Initially I didn’t have much support, as we fell through so many cracks. We live in one NHS Trust, Sadie was born in another and then died in a separate Trust. I was eventually put in touch with a bereavement nurse from the hospital where Sadie was born. This incredible woman saved me. She came to my home and gave me the space to talk and cry. She also put me in contact with an amazing woman who shares a very similar story. We get together regularly and openly talk about our babies and baby loss and guide each other through different milestones.

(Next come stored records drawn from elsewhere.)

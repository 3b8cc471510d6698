// Component analysis prompt templates.
// One instruction per component; the shared template carries the documents.

use crate::analysis::components::ComponentName;

pub const COMPONENT_PROMPT_TEMPLATE: &str = r#"Assess the candidate for the role described below.

FOCUS: {focus}

SKILLS ALREADY MATCHED AGAINST THE JOB DESCRIPTION:
{matched_json}

CANDIDATE CV:
{cv_text}

JOB DESCRIPTION:
{jd_text}

OUTPUT SCHEMA (return exactly this structure):
{
  "score": number,           // 0 – 100
  "strengths": ["string"],
  "gaps": ["string"],
  "findings": {}             // any supporting detail
}"#;

/// Per-component instruction. The `[component:<name>]` tag identifies the request in logs.
pub fn component_instructions(name: ComponentName) -> String {
    let focus = match name {
        ComponentName::SkillsRelevance => {
            "How relevant the candidate's skills are to the listed requirements, \
             weighting required skills above nice-to-haves."
        }
        ComponentName::ExperienceAlignment => {
            "How closely the candidate's past responsibilities and achievements align \
             with the role's responsibilities."
        }
        ComponentName::IndustryFit => {
            "How well the candidate's industry and subject-matter background fits the \
             employer's industry."
        }
        ComponentName::RoleSeniority => {
            "Whether the candidate's seniority, scope, and leadership match the level \
             of the role. Transferable seniority from adjacent roles counts."
        }
        ComponentName::TechnicalDepth => {
            "The depth of the candidate's technical expertise in the role's core \
             technologies, beyond keyword presence."
        }
    };
    format!("[component:{}] {focus}", name.as_str())
}

/// Fills `{name}` placeholders in a single pass over the template. Substituted text is never
/// scanned again, so a document that happens to contain `{jd_text}` stays as written.
pub fn render(template: &str, values: &[(&str, &str)]) -> String {
    let mut out = String::with_capacity(template.len());
    let mut rest = template;
    while let Some(open) = rest.find('{') {
        out.push_str(&rest[..open]);
        let tail = &rest[open + 1..];
        let hit = values.iter().find(|(name, _)| {
            tail.strip_prefix(name)
                .is_some_and(|after| after.starts_with('}'))
        });
        match hit {
            Some((name, value)) => {
                out.push_str(value);
                rest = &tail[name.len() + 1..];
            }
            None => {
                out.push('{');
                rest = tail;
            }
        }
    }
    out.push_str(rest);
    out
}
//! Fixed-width, lexicographically sortable analysis timestamps.
//!
//! `20240315_142501_000123`: date, time and microseconds in UTC, always 22 characters,
//! so string order and chronological order agree in file names and in the index.

use chrono::{DateTime, NaiveDateTime, Utc};

pub const FORMAT: &str = "%Y%m%d_%H%M%S_%6f";
pub const WIDTH: usize = 22;

pub fn format(at: DateTime<Utc>) -> String {
    at.format(FORMAT).to_string()
}

pub fn parse(raw: &str) -> Option<DateTime<Utc>> {
    if raw.len() != WIDTH {
        return None;
    }
    NaiveDateTime::parse_from_str(raw, FORMAT)
        .ok()
        .map(|naive| naive.and_utc())
}

/// The timestamp for a new entry: now, but never earlier than the newest existing entry,
/// so a clock step backwards cannot reorder the log.
pub fn next(now: DateTime<Utc>, newest: Option<&str>) -> String {
    let candidate = format(now);
    match newest {
        Some(prev) if prev > candidate.as_str() => prev.to_string(),
        _ => candidate,
    }
}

Five months after Sadie died I returned to work. It was the best thing for me, I needed some normality. My manager and team were amazing. I wasn’t treated as the woman who lost the baby. We chatted and gossiped about nonsense, and for a few hours each day the pain eased and I felt like me again.
We have recently welcomed our rainbow baby, who brings us so much joy and happiness. I am sad however that my three children will not grow up together. There is a silence I feel in my home where a very noisy, almost two year old voice should be. It feels unusually quiet, even when it’s at its busiest.
The first year following the death of Sadie and reaching all the milestones was hard, but as we approach the second anniversary I feel that this last year has been even harder. Grief is painful and exhausting, and can be overwhelming at times when you least expect it. I believe there is an expectation to get on with your life, but the further you move forward the more you realise the expanding distance between you and your baby, the last time you held them, or the last time you stroked their little hand.
Whilst it is a daily struggle learning to live again when your baby has died, you draw strength from those around you and for me it’s my children. As a family we include Sadie in everything we do, and we talk about her every day and we want others to do the same. In Sadie’s memory we have decided that each year on her birthday we are going to fundraise and donate to the amazing bereavement team at the hospital where Sadie was born. We want Sadie’s name and her legacy as a strong, little fighter to live on.